05 - Return the seared beef and crispy bacon to the pot. Pour in the beef broth and stir to combine. Bring to a boil, then reduce the heat to low and simmer for 25 minutes, or until the beef and potatoes are fork-tender.
06 - Stir in the heavy cream and whole milk. Simmer uncovered for an additional 10 minutes, stirring occasionally, until the soup is creamy and slightly thickened.
07 - Taste the soup and adjust the salt and pepper as needed to your preference.
08 - Ladle the hot soup into bowls.
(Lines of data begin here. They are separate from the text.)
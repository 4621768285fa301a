//! PluginHealth — per-collector health record (spec §4.4)

use chrono::{DateTime, Utc};
use serde::{Deserialize, Serialize};

/// Rolling health state for a single registered Collector.
///
/// `consecutive_failures` resets to zero on any successful run; once it
/// reaches the HealthTracker's configured threshold (default 3) the
/// scheduler skips the plugin until a manual `run_now` override succeeds.
#[derive(Debug, Clone, Serialize, Deserialize)]
pub struct PluginHealth {
    pub plugin: String,
    pub last_run: Option<DateTime<Utc>>,
    pub last_success: Option<DateTime<Utc>>,
    pub last_error: Option<String>,
    pub consecutive_failures: u32,
    pub total_runs: u64,
    pub total_failures: u64,
}

impl PluginHealth {
    pub fn new(plugin: impl Into<String>) -> Self {
        Self {
            plugin: plugin.into(),
            last_run: None,
            last_success: None,
            last_error: None,
            consecutive_failures: 0,
            total_runs: 0,
            total_failures: 0,
        }
    }

    pub fn success_rate(&self) -> f64 {
        if self.total_runs == 0 {
            return 1.0;
        }
        (self.total_runs - self.total_failures) as f64 / self.total_runs as f64
    }

    pub fn record_success(&mut self, at: DateTime<Utc>) {
        self.last_run = Some(at);
        self.last_success = Some(at);
        self.consecutive_failures = 0;
        self.total_runs += 1;
    }

    pub fn record_failure(&mut self, at: DateTime<Utc>, error: impl Into<String>) {
        self.last_run = Some(at);
        self.last_error = Some(error.into());
        self.consecutive_failures += 1;
        self.total_runs += 1;
        self.total_failures += 1;
    }

    pub fn is_unhealthy(&self, threshold: u32) -> bool {
        self.consecutive_failures >= threshold
    }
}
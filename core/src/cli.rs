//! CLI command definitions (spec §6). Grounded on the teacher's
//! `clap::Parser`/`Subcommand` shape.

use std::path::PathBuf;

use clap::{Parser, Subcommand};

#[derive(Parser)]
#[command(
    name = "trendd",
    about = "Trend intelligence ingestion and processing daemon",
    version
)]
pub struct Cli {
    /// Path to config file
    #[arg(short, long, global = true, help = "Path to config file")]
    pub config: Option<PathBuf>,

    /// Enable verbose (debug) logging
    #[arg(short, long, global = true, help = "Enable verbose output")]
    pub verbose: bool,

    #[command(subcommand)]
    pub command: Command,
}

#[derive(Subcommand)]
pub enum Command {
    /// Run every registered plugin once and exit (spec §4.5 `run_now` semantics).
    Run {
        /// Only run this plugin (default: all registered plugins)
        plugin: Option<String>,

        /// Skip health/rate-limit PreCheck steps
        #[arg(long)]
        override_checks: bool,
    },

    /// Start the scheduler loops and HTTP control surface (spec §4.5, §6).
    Serve,

    /// List registered plugins and their health/rate-limit state.
    Plugins,

    /// Show recent PipelineRuns.
    Status {
        /// Maximum number of runs to show
        #[arg(short, long, default_value = "10")]
        limit: usize,
    },
}

#[cfg(test)]
mod tests {
    use super::*;

    #[test]
    fn parses_run_with_plugin() {
        let cli = Cli::parse_from(["trendd", "run", "demo-tech"]);
        match cli.command {
            Command::Run { plugin, override_checks } => {
                assert_eq!(plugin.as_deref(), Some("demo-tech"));
                assert!(!override_checks);
            }
            _ => panic!("expected Run"),
        }
    }

    #[test]
    fn parses_serve() {
        let cli = Cli::parse_from(["trendd", "serve"]);
        assert!(matches!(cli.command, Command::Serve));
    }

    #[test]
    fn parses_config_flag() {
        let cli = Cli::parse_from(["trendd", "-c", "/tmp/trend.yaml", "plugins"]);
        assert_eq!(cli.config, Some(PathBuf::from("/tmp/trend.yaml")));
    }
}
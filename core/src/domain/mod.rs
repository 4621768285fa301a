//! Core in-flight domain types: RawItem, error taxonomy, plugin metadata.

mod error;
mod raw_item;

pub use error::{CollectError, ErrorClass};
pub use raw_item::RawItem;
//! Answer checking, kept outside the motor.
//!
//! Validation is a plain equality check against `correct_option_id`; the
//! motor has no say in it and keeps no record of what was answered.

use serde::{Deserialize, Serialize};

use crate::error::AnswerError;
use crate::exercise_engine::models::Exercise;

/// Points awarded for a correct answer.
pub const SCORE_CORRECT: u32 = 1;

#[derive(Debug, Clone, PartialEq, Eq, Serialize, Deserialize)]
pub struct AnswerOutcome {
    pub correct: bool,
    pub correct_option_id: String,
    pub score_delta: u32,
}

/// Check `selected_option_id` against `exercise`.
///
/// The selection is trimmed before comparison. A selection that is not one
/// of the four options is rejected rather than scored as wrong.
pub fn check_answer(exercise: &Exercise, selected_option_id: &str) -> Result<AnswerOutcome, AnswerError> {
    let selected = selected_option_id.trim();
    if !exercise.has_option(selected) {
        return Err(AnswerError::InvalidOption {
            exercise_id: exercise.exercise_id.clone(),
            option_id: selected.to_string(),
        });
    }
    let correct = selected == exercise.correct_option_id;
    Ok(AnswerOutcome {
        correct,
        correct_option_id: exercise.correct_option_id.clone(),
        score_delta: if correct { SCORE_CORRECT } else { 0 },
    })
}

/// Title/subtitle pair shown after an answer.
#[derive(Debug, Clone, PartialEq, Eq, Serialize, Deserialize)]
pub struct FeedbackMessage {
    pub title: String,
    pub subtitle: String,
}

impl FeedbackMessage {
    pub fn for_outcome(outcome: &AnswerOutcome) -> Self {
        let title = if outcome.correct { "Correct!" } else { "Incorrect" };
        FeedbackMessage {
            title: title.to_string(),
            subtitle: format!("Score +{}", outcome.score_delta),
        }
    }
}
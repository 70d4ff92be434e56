use std::fmt;
use serde::{Deserialize, Serialize};

use crate::error::MotorFault;

/// Number of options in every generated exercise (1 correct + 3 distractors).
pub const OPTION_COUNT: usize = 4;

/// Number of distractors drawn from the pool.
pub const DISTRACTOR_COUNT: usize = OPTION_COUNT - 1;

// ---------------------------------------------------------------------------
// Session state
// ---------------------------------------------------------------------------

/// Per-category selection state owned by one [`ExerciseMotor`].
///
/// [`ExerciseMotor`]: crate::exercise_engine::motor::ExerciseMotor
#[derive(Debug, Clone, Default, PartialEq, Eq, Serialize, Deserialize)]
pub struct SessionState {
    pub active_category: Option<String>,
    pub last_correct_id: Option<String>,
    pub exercise_counter: u64,
}

impl SessionState {
    /// Fresh state bound to `category_id`: counter 0, no previous answer.
    pub fn for_category(category_id: &str) -> Self {
        SessionState {
            active_category: Some(category_id.to_string()),
            last_correct_id: None,
            exercise_counter: 0,
        }
    }

    /// Whether this state already belongs to `category_id`.
    pub fn is_bound_to(&self, category_id: &str) -> bool {
        self.active_category.as_deref() == Some(category_id)
    }
}

// ---------------------------------------------------------------------------
// Exercise value
// ---------------------------------------------------------------------------

/// One generated multiple-choice question: a correct item plus three distractors.
#[derive(Debug, Clone, PartialEq, Eq, Serialize, Deserialize)]
pub struct Exercise {
    pub category_id: String,
    /// `"{category_id}:{exercise_counter}"`, counter taken before the commit.
    pub exercise_id: String,
    pub correct_item_id: String,
    pub options: [String; OPTION_COUNT],
    /// Always equal to `correct_item_id`.
    pub correct_option_id: String,
}

impl Exercise {
    /// Position (0..4) of the correct answer within `options`.
    pub fn correct_position(&self) -> Option<usize> {
        self.options.iter().position(|o| *o == self.correct_option_id)
    }

    /// Whether `option_id` is one of the four options.
    pub fn has_option(&self, option_id: &str) -> bool {
        self.options.iter().any(|o| o == option_id)
    }
}

impl fmt::Display for Exercise {
    fn fmt(&self, f: &mut fmt::Formatter<'_>) -> fmt::Result {
        write!(f, "{} [{}]", self.exercise_id, self.options.join(", "))
    }
}

/// Build the derived exercise identifier.
pub fn exercise_id(category_id: &str, counter: u64) -> String {
    format!("{}:{}", category_id, counter)
}

// ---------------------------------------------------------------------------
// Motor result
// ---------------------------------------------------------------------------

/// Outcome of one [`generate`] call. Callers must handle all three.
///
/// [`generate`]: crate::exercise_engine::motor::ExerciseMotor::generate
#[derive(Debug, Clone, PartialEq, Eq, Serialize, Deserialize)]
#[serde(tag = "kind", content = "value", rename_all = "snake_case")]
pub enum MotorResult {
    Success(Exercise),
    /// The pool cannot support a valid 4-option exercise right now.
    Ineligible,
    Fault(MotorFault),
}

impl MotorResult {
    pub fn exercise(&self) -> Option<&Exercise> {
        match self {
            MotorResult::Success(e) => Some(e),
            _ => None,
        }
    }

    pub fn into_exercise(self) -> Option<Exercise> {
        match self {
            MotorResult::Success(e) => Some(e),
            _ => None,
        }
    }

    pub fn is_ineligible(&self) -> bool {
        matches!(self, MotorResult::Ineligible)
    }
}

impl fmt::Display for MotorResult {
    fn fmt(&self, f: &mut fmt::Formatter<'_>) -> fmt::Result {
        match self {
            MotorResult::Success(e) => write!(f, "Success({})", e),
            MotorResult::Ineligible => write!(f, "Ineligible"),
            MotorResult::Fault(cause) => write!(f, "Fault({})", cause),
        }
    }
}
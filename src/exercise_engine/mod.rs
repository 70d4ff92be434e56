//! Exercise engine — deterministic selection, answer checking, and screen flow.
//!
//! ## Module overview
//!
//! | Module     | Purpose |
//! |------------|---------|
//! | `models`   | Shared types: session state, exercise value, motor result |
//! | `pool`     | Normalisation and selection steps over a byte-ordered pool |
//! | `motor`    | `ExerciseMotor::generate()` — sequences the steps and commits state |
//! | `feedback` | Answer checking and feedback text, outside the motor |
//! | `session`  | `ItemSource` boundary and the load → submit → next driver |

pub mod feedback;
pub mod models;
pub mod motor;
pub mod pool;
pub mod session;

pub use feedback::{check_answer, AnswerOutcome, FeedbackMessage};
pub use models::{Exercise, MotorResult, SessionState, OPTION_COUNT};
pub use motor::ExerciseMotor;
pub use session::{ExerciseSession, ItemSource, ScreenState};
//! Screen-flow driver around the motor.
//!
//! `ExerciseSession` pulls the candidate snapshot from an [`ItemSource`],
//! runs the motor, and tracks what the learner is looking at:
//!
//! ```text
//! Idle ──load──▶ ShowingExercise ──submit──▶ ShowingFeedback ──next──▶ ShowingExercise
//!   │                 ▲                                         │
//!   └──load──▶ Unavailable / Failed ◀───────────────────────────┘
//! ```

use serde::{Deserialize, Serialize};
use tracing::{info, warn};

use crate::error::{AnswerError, MotorFault};
use crate::exercise_engine::{
    feedback::{check_answer, AnswerOutcome},
    models::{Exercise, MotorResult},
    motor::ExerciseMotor,
};

/// Supplies the item identifiers currently known for a category.
///
/// Returning an empty list for an unknown category is fine; the motor treats
/// it as an ineligible pool.
pub trait ItemSource {
    fn item_ids(&self, category_id: &str) -> Vec<String>;
}

impl<T: ItemSource + ?Sized> ItemSource for &T {
    fn item_ids(&self, category_id: &str) -> Vec<String> {
        (**self).item_ids(category_id)
    }
}

#[derive(Debug, Clone, PartialEq, Eq, Serialize, Deserialize)]
#[serde(tag = "screen", rename_all = "snake_case")]
pub enum ScreenState {
    Idle,
    ShowingExercise { exercise: Exercise },
    ShowingFeedback { exercise: Exercise, outcome: AnswerOutcome },
    /// The category does not have enough items for an exercise.
    Unavailable { category_id: String },
    Failed { category_id: String, fault: MotorFault },
}

pub struct ExerciseSession<S> {
    source: S,
    motor: ExerciseMotor,
    screen: ScreenState,
    last_category: Option<String>,
    score: u32,
}

impl<S: ItemSource> ExerciseSession<S> {
    pub fn new(source: S) -> Self {
        ExerciseSession {
            source,
            motor: ExerciseMotor::new(),
            screen: ScreenState::Idle,
            last_category: None,
            score: 0,
        }
    }

    pub fn screen(&self) -> &ScreenState {
        &self.screen
    }

    pub fn score(&self) -> u32 {
        self.score
    }

    pub fn motor(&self) -> &ExerciseMotor {
        &self.motor
    }

    /// Generate the next exercise for `category_id` and show it.
    pub fn load(&mut self, category_id: &str) -> &ScreenState {
        self.last_category = Some(category_id.to_string());
        let ids = self.source.item_ids(category_id);
        self.screen = match self.motor.generate(category_id, &ids) {
            MotorResult::Success(exercise) => ScreenState::ShowingExercise { exercise },
            MotorResult::Ineligible => {
                info!(target: "session", category = %category_id, items = ids.len(),
                      "category has too few items for an exercise");
                ScreenState::Unavailable { category_id: category_id.to_string() }
            }
            MotorResult::Fault(fault) => {
                warn!(target: "session", category = %category_id, error = %fault,
                      "exercise generation failed");
                ScreenState::Failed { category_id: category_id.to_string(), fault }
            }
        };
        &self.screen
    }

    /// Answer the exercise on screen.
    ///
    /// `Ok(None)` when no exercise is showing. An invalid option leaves the
    /// screen unchanged.
    pub fn submit(&mut self, option_id: &str) -> Result<Option<&AnswerOutcome>, AnswerError> {
        let exercise = match &self.screen {
            ScreenState::ShowingExercise { exercise } => exercise.clone(),
            _ => return Ok(None),
        };
        let outcome = check_answer(&exercise, option_id)?;
        self.score += outcome.score_delta;
        self.screen = ScreenState::ShowingFeedback { exercise, outcome };
        match &self.screen {
            ScreenState::ShowingFeedback { outcome, .. } => Ok(Some(outcome)),
            _ => Ok(None),
        }
    }

    /// Reload the last category; `None` if nothing was loaded yet.
    pub fn next(&mut self) -> Option<&ScreenState> {
        let category = self.last_category.clone()?;
        Some(self.load(&category))
    }
}
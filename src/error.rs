//! Error types shared across the crate.
//!
//! | Type          | Raised by | Meaning |
//! |---------------|-----------|---------|
//! | `MotorFault`  | motor     | Internal inconsistency; carried inside `MotorResult::Fault` |
//! | `CatalogError`| catalog   | Seed document could not be read or failed validation |
//! | `AnswerError` | feedback  | Selected option is not part of the exercise |

use serde::{Deserialize, Serialize};
use thiserror::Error;

/// Unexpected condition detected while assembling an exercise.
///
/// Never produced for data that merely cannot support an exercise; that is
/// `MotorResult::Ineligible`.
#[derive(Debug, Clone, PartialEq, Eq, Error, Serialize, Deserialize)]
#[serde(tag = "fault", rename_all = "snake_case")]
pub enum MotorFault {
    #[error("{what} index {index} out of range for length {len}")]
    IndexOutOfRange {
        what: String,
        index: usize,
        len: usize,
    },

    #[error("expected {expected} options, assembled {actual}")]
    OptionCount { expected: usize, actual: usize },

    #[error("correct item '{correct_id}' missing from assembled options")]
    CorrectMissing { correct_id: String },

    #[error("exercise counter {counter} cannot advance further")]
    CounterOverflow { counter: u64 },
}

impl MotorFault {
    pub(crate) fn index(what: &str, index: usize, len: usize) -> Self {
        MotorFault::IndexOutOfRange { what: what.to_string(), index, len }
    }
}

#[derive(Debug, Error)]
pub enum CatalogError {
    #[error("failed to read seed file '{path}': {source}")]
    Io {
        path: String,
        #[source]
        source: std::io::Error,
    },

    #[error("seed is not valid JSON: {0}")]
    Parse(#[from] serde_json::Error),

    #[error("unsupported seed version '{found}' (expected '{expected}')")]
    Version { found: String, expected: &'static str },

    #[error("{entity} entry {index} has an empty '{field}'")]
    EmptyField {
        entity: &'static str,
        index: usize,
        field: &'static str,
    },

    #[error("duplicated category id '{0}'")]
    DuplicateCategory(String),

    #[error("duplicated lexical item id '{0}'")]
    DuplicateItem(String),

    #[error("lexical item '{item_id}' references unknown category '{category_id}'")]
    UnknownCategory { item_id: String, category_id: String },

    #[error("seed must contain at least {min} categories (found {found})")]
    TooFewCategories { min: usize, found: usize },
}

#[derive(Debug, Clone, PartialEq, Eq, Error)]
pub enum AnswerError {
    #[error("option '{option_id}' is not part of exercise '{exercise_id}'")]
    InvalidOption { exercise_id: String, option_id: String },
}
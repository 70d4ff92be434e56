//! In-memory vocabulary catalog loaded from a JSON seed document.
//!
//! The seed is validated fail-fast: the first problem found is returned and
//! nothing is partially loaded. Ids, names and terms are trimmed before they
//! are checked or stored.
//!
//! ## Seed format (`v2.1`)
//!
//! ```json
//! {
//!   "version": "v2.1",
//!   "categories":   [{ "id": "cat_01", "name": "…", "orderIndex": 1 }],
//!   "lexicalItems": [{ "id": "li_001", "categoryId": "cat_01", "termDe": "…", "termEs": "…" }]
//! }
//! ```
//!
//! ## Configuration
//!
//! `LEXICAL_SEED_PATH` points [`Catalog::from_env`] at a seed file; without it
//! the seed bundled with the crate is used.

use std::collections::{HashMap, HashSet};
use std::path::Path;

use serde::{Deserialize, Serialize};
use tracing::info;

use crate::error::CatalogError;
use crate::exercise_engine::session::ItemSource;

pub const SEED_VERSION: &str = "v2.1";
pub const MIN_CATEGORIES: usize = 5;
pub const SEED_PATH_ENV: &str = "LEXICAL_SEED_PATH";

const BUILTIN_SEED: &str = include_str!("../data/seed_v2_1.json");

// ---------------------------------------------------------------------------
// Domain records
// ---------------------------------------------------------------------------

#[derive(Debug, Clone, PartialEq, Eq, Serialize, Deserialize)]
pub struct Category {
    pub id: String,
    pub name: String,
    pub order_index: i32,
}

#[derive(Debug, Clone, PartialEq, Eq, Serialize, Deserialize)]
pub struct LexicalItem {
    pub id: String,
    pub category_id: String,
    pub term_de: String,
    pub term_es: String,
}

// ---------------------------------------------------------------------------
// Seed document (wire shape)
// ---------------------------------------------------------------------------

#[derive(Debug, Deserialize)]
#[serde(rename_all = "camelCase")]
struct SeedDocument {
    version: String,
    #[serde(default)]
    categories: Vec<SeedCategory>,
    #[serde(default)]
    lexical_items: Vec<SeedItem>,
}

#[derive(Debug, Deserialize)]
#[serde(rename_all = "camelCase")]
struct SeedCategory {
    id: String,
    name: String,
    order_index: i32,
}

#[derive(Debug, Deserialize)]
#[serde(rename_all = "camelCase")]
struct SeedItem {
    id: String,
    category_id: String,
    term_de: String,
    term_es: String,
}

fn required(
    value: &str,
    entity: &'static str,
    index: usize,
    field: &'static str,
) -> Result<String, CatalogError> {
    let v = value.trim();
    if v.is_empty() {
        return Err(CatalogError::EmptyField { entity, index, field });
    }
    Ok(v.to_string())
}

// ---------------------------------------------------------------------------
// Catalog
// ---------------------------------------------------------------------------

#[derive(Debug, Clone)]
pub struct Catalog {
    categories: Vec<Category>,
    items: Vec<LexicalItem>,
    by_category: HashMap<String, Vec<usize>>,
}

impl Catalog {
    /// The seed compiled into the crate.
    pub fn builtin() -> Result<Self, CatalogError> {
        Self::from_json_str(BUILTIN_SEED)
    }

    pub fn from_path(path: impl AsRef<Path>) -> Result<Self, CatalogError> {
        let path = path.as_ref();
        let raw = std::fs::read_to_string(path).map_err(|source| CatalogError::Io {
            path: path.display().to_string(),
            source,
        })?;
        let catalog = Self::from_json_str(&raw)?;
        info!(target: "catalog", path = %path.display(),
              categories = catalog.categories.len(), items = catalog.items.len(),
              "loaded seed catalog");
        Ok(catalog)
    }

    /// Load from `LEXICAL_SEED_PATH` when set, else the built-in seed.
    pub fn from_env() -> Result<Self, CatalogError> {
        match std::env::var(SEED_PATH_ENV) {
            Ok(path) if !path.trim().is_empty() => Self::from_path(path.trim()),
            _ => {
                info!(target: "catalog", "{} not set, using built-in seed", SEED_PATH_ENV);
                Self::builtin()
            }
        }
    }

    pub fn from_json_str(raw: &str) -> Result<Self, CatalogError> {
        let doc: SeedDocument = serde_json::from_str(raw)?;
        if doc.version.trim() != SEED_VERSION {
            return Err(CatalogError::Version {
                found: doc.version,
                expected: SEED_VERSION,
            });
        }

        let mut categories = Vec::with_capacity(doc.categories.len());
        let mut category_ids = HashSet::new();
        for (i, c) in doc.categories.iter().enumerate() {
            let id = required(&c.id, "category", i, "id")?;
            let name = required(&c.name, "category", i, "name")?;
            if !category_ids.insert(id.clone()) {
                return Err(CatalogError::DuplicateCategory(id));
            }
            categories.push(Category { id, name, order_index: c.order_index });
        }
        if categories.len() < MIN_CATEGORIES {
            return Err(CatalogError::TooFewCategories {
                min: MIN_CATEGORIES,
                found: categories.len(),
            });
        }

        let mut items = Vec::with_capacity(doc.lexical_items.len());
        let mut item_ids = HashSet::new();
        let mut by_category: HashMap<String, Vec<usize>> = HashMap::new();
        for (i, it) in doc.lexical_items.iter().enumerate() {
            let id = required(&it.id, "lexical item", i, "id")?;
            let category_id = required(&it.category_id, "lexical item", i, "categoryId")?;
            let term_de = required(&it.term_de, "lexical item", i, "termDe")?;
            let term_es = required(&it.term_es, "lexical item", i, "termEs")?;
            if !item_ids.insert(id.clone()) {
                return Err(CatalogError::DuplicateItem(id));
            }
            if !category_ids.contains(&category_id) {
                return Err(CatalogError::UnknownCategory { item_id: id, category_id });
            }
            by_category.entry(category_id.clone()).or_default().push(items.len());
            items.push(LexicalItem { id, category_id, term_de, term_es });
        }

        categories.sort_by(|a, b| a.order_index.cmp(&b.order_index).then_with(|| a.id.cmp(&b.id)));
        Ok(Catalog { categories, items, by_category })
    }

    /// Categories ordered by `(order_index, id)`.
    pub fn categories(&self) -> &[Category] {
        &self.categories
    }

    pub fn category(&self, id: &str) -> Option<&Category> {
        self.categories.iter().find(|c| c.id == id)
    }

    /// Items of one category in seed order.
    pub fn items_in(&self, category_id: &str) -> Vec<&LexicalItem> {
        self.by_category
            .get(category_id)
            .map(|idx| idx.iter().map(|&i| &self.items[i]).collect())
            .unwrap_or_default()
    }

    pub fn item(&self, id: &str) -> Option<&LexicalItem> {
        self.items.iter().find(|it| it.id == id)
    }

    pub fn item_count(&self) -> usize {
        self.items.len()
    }
}

impl ItemSource for Catalog {
    fn item_ids(&self, category_id: &str) -> Vec<String> {
        self.items_in(category_id).into_iter().map(|it| it.id.clone()).collect()
    }
}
Garnish with chopped fresh parsley and an extra pinch of freshly ground black pepper.

# Expert Advice:

01 -
  • The smoky depth from bacon and paprika makes this taste like it simmered all day, not just an hour.
  • It is genuinely gluten free without tasting like you sacrificed anything at all.
  • Leftovers thicken overnight into something even more incredible for lunch the next day.
02 -
  • If you add the cream while the soup is at a hard boil it can break and look curdled, so always drop the heat to low first.
  • Mashing a handful of the cooked potatoes against the side of the pot before adding dairy gives you a naturally thicker soup without any flour.
03 -
  • Let the beef sit in the pot without stirring for at least two minutes per side because the brown crust is where all the deep flavor lives.
  • Deglaze the pot with a tablespoon of the broth after searing the beef to lift every caramelized bit off the bottom before you add the vegetables.